§ **Exercise directions**: Copy out every record below, word for word.

(Saved entries)
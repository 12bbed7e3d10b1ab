// SPDX-License-Identifier: BUSL-1.1
// Copyright (c) 2026 Alfred Jean LLC

use super::{count_signals, has_braille_spinner, last_non_empty, Candidate};

/// Gemini CLI wraps confirmation prompts in a box-drawing border with
/// numbered options:
///
/// ```text
/// │ ● 1. Allow once                      │
/// │   2. Allow for this session          │
/// │   3. No, suggest changes (esc)       │
/// ```
const CONFIRM_SIGNALS: &[(&str, bool)] = &[
    ("Allow once", false),
    ("Allow for this session", false),
    ("Apply this change?", false),
    ("Waiting for user confirmation", false),
    ("1.", false),
];

/// Classify the Gemini CLI's rendered screen.
pub fn classify(rows: &[String]) -> Candidate {
    if count_signals(rows, CONFIRM_SIGNALS) >= 2 {
        return Candidate::WaitingInput;
    }

    // Braille spinner lines render while a request or tool is in flight
    // (e.g. "⠏ Waiting for the model…" is still an active turn).
    if has_braille_spinner(rows)
        || rows
            .iter()
            .any(|row| row.to_lowercase().contains("esc to cancel"))
    {
        return Candidate::Busy;
    }

    // Idle composer: "Type your message" placeholder or a boxed `>` prompt.
    if rows.iter().rev().any(|row| {
        let content = row.trim().trim_start_matches('\u{2502}').trim_start();
        content.starts_with("Type your message") || content.starts_with('>')
    }) {
        return Candidate::Idle;
    }

    match last_non_empty(rows) {
        Some(_) => Candidate::Busy,
        None => Candidate::Idle,
    }
}

#[cfg(test)]
#[path = "gemini_tests.rs"]
mod tests;
// SPDX-License-Identifier: BUSL-1.1
// Copyright (c) 2026 Alfred Jean LLC

use super::*;

fn rows(lines: &[&str]) -> Vec<String> {
    lines.iter().map(|s| (*s).to_owned()).collect()
}

#[test]
fn permission_dialog_is_waiting_input() {
    let screen = rows(&[
        "  Bash command",
        "  rm -rf target/",
        "  Do you want to proceed?",
        "  \u{276f} 1. Yes",
        "    2. Yes, and don't ask again for rm commands",
        "    3. No, and tell Claude what to do differently (esc)",
        "  Esc to cancel",
    ]);
    assert_eq!(classify(&screen), Candidate::WaitingInput);
}

#[test]
fn trust_dialog_is_waiting_input() {
    let screen = rows(&[
        " Accessing workspace: /home/op/proj",
        "  \u{276f} 1. Yes, I trust this folder",
        "    2. No, exit",
        " Enter to confirm \u{b7} Esc to exit",
    ]);
    assert_eq!(classify(&screen), Candidate::WaitingInput);
}

#[test]
fn press_enter_affordance_is_waiting_input() {
    let screen = rows(&["Security notes:", "", "  Press Enter to continue\u{2026}"]);
    assert_eq!(classify(&screen), Candidate::WaitingInput);
}

#[test]
fn spinner_turn_is_busy() {
    let screen = rows(&[
        "\u{273b} Thinking\u{2026} (3s \u{b7} esc to interrupt)",
        "",
        "  \u{276f} ",
    ]);
    // The interrupt affordance wins over the composer glyph.
    assert_eq!(classify(&screen), Candidate::Busy);
}

#[test]
fn composer_prompt_is_idle() {
    let screen = rows(&[
        "\u{256d}\u{2500}\u{2500}\u{2500}\u{256e}",
        "\u{2502} \u{276f}   \u{2502}",
        "\u{2570}\u{2500}\u{2500}\u{2500}\u{256f}",
        "  ? for shortcuts",
    ]);
    assert_eq!(classify(&screen), Candidate::Idle);
}

#[test]
fn plain_output_without_affordances_is_busy() {
    let screen = rows(&["Compiling corral v0.1.0", "warning: unused variable"]);
    assert_eq!(classify(&screen), Candidate::Busy);
}

#[test]
fn blank_screen_is_idle() {
    let screen = rows(&["", "", ""]);
    assert_eq!(classify(&screen), Candidate::Idle);
}

#[test]
fn single_signal_does_not_misfire() {
    // Agent output quoting one dialog phrase must not classify as a prompt.
    let screen = rows(&[
        "The dialog asks \"Do you want to proceed?\" before running.",
        "\u{273b} Running\u{2026} (esc to interrupt)",
    ]);
    assert_eq!(classify(&screen), Candidate::Busy);
}
// SPDX-License-Identifier: BUSL-1.1
// Copyright (c) 2026 Alfred Jean LLC

use super::*;

#[test]
fn client_frames_parse() {
    let msg: ClientMessage = serde_json::from_str(
        r#"{"event": "subscribe_session", "payload": {"sessionId": "abc"}}"#,
    )
    .unwrap();
    assert!(matches!(
        msg,
        ClientMessage::SubscribeSession { session_id } if session_id == "abc"
    ));

    let msg: ClientMessage = serde_json::from_str(
        r#"{"event": "input", "payload": {"sessionId": "abc", "data": "ls\r"}}"#,
    )
    .unwrap();
    assert!(matches!(
        msg,
        ClientMessage::Input { data, .. } if data == "ls\r"
    ));

    let msg: ClientMessage = serde_json::from_str(
        r#"{"event": "resize", "payload": {"sessionId": "abc", "cols": 120, "rows": 40}}"#,
    )
    .unwrap();
    assert!(matches!(
        msg,
        ClientMessage::Resize { cols: 120, rows: 40, .. }
    ));
}

#[test]
fn server_frames_serialize() {
    let json = serde_json::to_value(ServerMessage::TerminalData {
        session_id: "abc".into(),
        data: "hello".into(),
    })
    .unwrap();
    assert_eq!(
        json,
        serde_json::json!({
            "event": "terminal_data",
            "payload": {"sessionId": "abc", "data": "hello"}
        })
    );

    let json = serde_json::to_value(ServerMessage::SessionUpdate {
        id: "abc".into(),
        state: "waiting_input".into(),
        exit_code: None,
        signal: None,
    })
    .unwrap();
    assert_eq!(
        json,
        serde_json::json!({
            "event": "session_update",
            "payload": {"id": "abc", "state": "waiting_input"}
        })
    );
}

#[test]
fn final_update_carries_exit_status() {
    let json = serde_json::to_value(ServerMessage::SessionUpdate {
        id: "abc".into(),
        state: "exited".into(),
        exit_code: Some(1),
        signal: None,
    })
    .unwrap();
    assert_eq!(
        json,
        serde_json::json!({
            "event": "session_update",
            "payload": {"id": "abc", "state": "exited", "exitCode": 1}
        })
    );
}

#[test]
fn unknown_event_is_rejected() {
    let parsed: Result<ClientMessage, _> =
        serde_json::from_str(r#"{"event": "reboot", "payload": {}}"#);
    assert!(parsed.is_err());
}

§ **Solution for this task**:
repository 12bbed7e3d10b1ab
// SPDX-License-Identifier: BUSL-1.1
// Copyright (c) 2026 Alfred Jean LLC

use super::{count_signals, has_braille_spinner, last_non_empty, Candidate};

/// Gemini CLI wraps confirmation prompts in a box-drawing border with
/// numbered options:
///
/// ```text
/// │ ● 1. Allow once                      │
/// │   2. Allow for this session          │
/// │   3. No, suggest changes (esc)       │
/// ```
const CONFIRM_SIGNALS: &[(&str, bool)] = &[
    ("Allow once", false),
    ("Allow for this session", false),
    ("Apply this change?", false),
    ("Waiting for user confirmation", false),
    ("1.", false),
];

/// Classify the Gemini CLI's rendered screen.
pub fn classify(rows: &[String]) -> Candidate {
    if count_signals(rows, CONFIRM_SIGNALS) >= 2 {
        return Candidate::WaitingInput;
    }

    // Braille spinner lines render while a request or tool is in flight
    // (e.g. "⠏ Waiting for the model…" is still an active turn).
    if has_braille_spinner(rows)
        || rows
            .iter()
            .any(|row| row.to_lowercase().contains("esc to cancel"))
    {
        return Candidate::Busy;
    }

    // Idle composer: "Type your message" placeholder or a boxed `>` prompt.
    if rows.iter().rev().any(|row| {
        let content = row.trim().trim_start_matches('\u{2502}').trim_start();
        content.starts_with("Type your message") || content.starts_with('>')
    }) {
        return Candidate::Idle;
    }

    match last_non_empty(rows) {
        Some(_) => Candidate::Busy,
        None => Candidate::Idle,
    }
}

#[cfg(test)]
#[path = "gemini_tests.rs"]
mod tests;
// SPDX-License-Identifier: BUSL-1.1
// Copyright (c) 2026 Alfred Jean LLC

use super::*;

fn rows(lines: &[&str]) -> Vec<String> {
    lines.iter().map(|s| (*s).to_owned()).collect()
}

#[test]
fn permission_dialog_is_waiting_input() {
    let screen = rows(&[
        "  Bash command",
        "  rm -rf target/",
        "  Do you want to proceed?",
        "  \u{276f} 1. Yes",
        "    2. Yes, and don't ask again for rm commands",
        "    3. No, and tell Claude what to do differently (esc)",
        "  Esc to cancel",
    ]);
    assert_eq!(classify(&screen), Candidate::WaitingInput);
}

#[test]
fn trust_dialog_is_waiting_input() {
    let screen = rows(&[
        " Accessing workspace: /home/op/proj",
        "  \u{276f} 1. Yes, I trust this folder",
        "    2. No, exit",
        " Enter to confirm \u{b7} Esc to exit",
    ]);
    assert_eq!(classify(&screen), Candidate::WaitingInput);
}

#[test]
fn press_enter_affordance_is_waiting_input() {
    let screen = rows(&["Security notes:", "", "  Press Enter to continue\u{2026}"]);
    assert_eq!(classify(&screen), Candidate::WaitingInput);
}

#[test]
fn spinner_turn_is_busy() {
    let screen = rows(&[
        "\u{273b} Thinking\u{2026} (3s \u{b7} esc to interrupt)",
        "",
        "  \u{276f} ",
    ]);
    // The interrupt affordance wins over the composer glyph.
    assert_eq!(classify(&screen), Candidate::Busy);
}

#[test]
fn composer_prompt_is_idle() {
    let screen = rows(&[
        "\u{256d}\u{2500}\u{2500}\u{2500}\u{256e}",
        "\u{2502} \u{276f}   \u{2502}",
        "\u{2570}\u{2500}\u{2500}\u{2500}\u{256f}",
        "  ? for shortcuts",
    ]);
    assert_eq!(classify(&screen), Candidate::Idle);
}

#[test]
fn plain_output_without_affordances_is_busy() {
    let screen = rows(&["Compiling corral v0.1.0", "warning: unused variable"]);
    assert_eq!(classify(&screen), Candidate::Busy);
}

#[test]
fn blank_screen_is_idle() {
    let screen = rows(&["", "", ""]);
    assert_eq!(classify(&screen), Candidate::Idle);
}

#[test]
fn single_signal_does_not_misfire() {
    // Agent output quoting one dialog phrase must not classify as a prompt.
    let screen = rows(&[
        "The dialog asks \"Do you want to proceed?\" before running.",
        "\u{273b} Running\u{2026} (esc to interrupt)",
    ]);
    assert_eq!(classify(&screen), Candidate::Busy);
}
// SPDX-License-Identifier: BUSL-1.1
// Copyright (c) 2026 Alfred Jean LLC

use super::*;

#[test]
fn client_frames_parse() {
    let msg: ClientMessage = serde_json::from_str(
        r#"{"event": "subscribe_session", "payload": {"sessionId": "abc"}}"#,
    )
    .unwrap();
    assert!(matches!(
        msg,
        ClientMessage::SubscribeSession { session_id } if session_id == "abc"
    ));

    let msg: ClientMessage = serde_json::from_str(
        r#"{"event": "input", "payload": {"sessionId": "abc", "data": "ls\r"}}"#,
    )
    .unwrap();
    assert!(matches!(
        msg,
        ClientMessage::Input { data, .. } if data == "ls\r"
    ));

    let msg: ClientMessage = serde_json::from_str(
        r#"{"event": "resize", "payload": {"sessionId": "abc", "cols": 120, "rows": 40}}"#,
    )
    .unwrap();
    assert!(matches!(
        msg,
        ClientMessage::Resize { cols: 120, rows: 40, .. }
    ));
}

#[test]
fn server_frames_serialize() {
    let json = serde_json::to_value(ServerMessage::TerminalData {
        session_id: "abc".into(),
        data: "hello".into(),
    })
    .unwrap();
    assert_eq!(
        json,
        serde_json::json!({
            "event": "terminal_data",
            "payload": {"sessionId": "abc", "data": "hello"}
        })
    );

    let json = serde_json::to_value(ServerMessage::SessionUpdate {
        id: "abc".into(),
        state: "waiting_input".into(),
        exit_code: None,
        signal: None,
    })
    .unwrap();
    assert_eq!(
        json,
        serde_json::json!({
            "event": "session_update",
            "payload": {"id": "abc", "state": "waiting_input"}
        })
    );
}

#[test]
fn final_update_carries_exit_status() {
    let json = serde_json::to_value(ServerMessage::SessionUpdate {
        id: "abc".into(),
        state: "exited".into(),
        exit_code: Some(1),
        signal: None,
    })
    .unwrap();
    assert_eq!(
        json,
        serde_json::json!({
            "event": "session_update",
            "payload": {"id": "abc", "state": "exited", "exitCode": 1}
        })
    );
}

#[test]
fn unknown_event_is_rejected() {
    let parsed: Result<ClientMessage, _> =
        serde_json::from_str(r#"{"event": "reboot", "payload": {}}"#);
    assert!(parsed.is_err());
}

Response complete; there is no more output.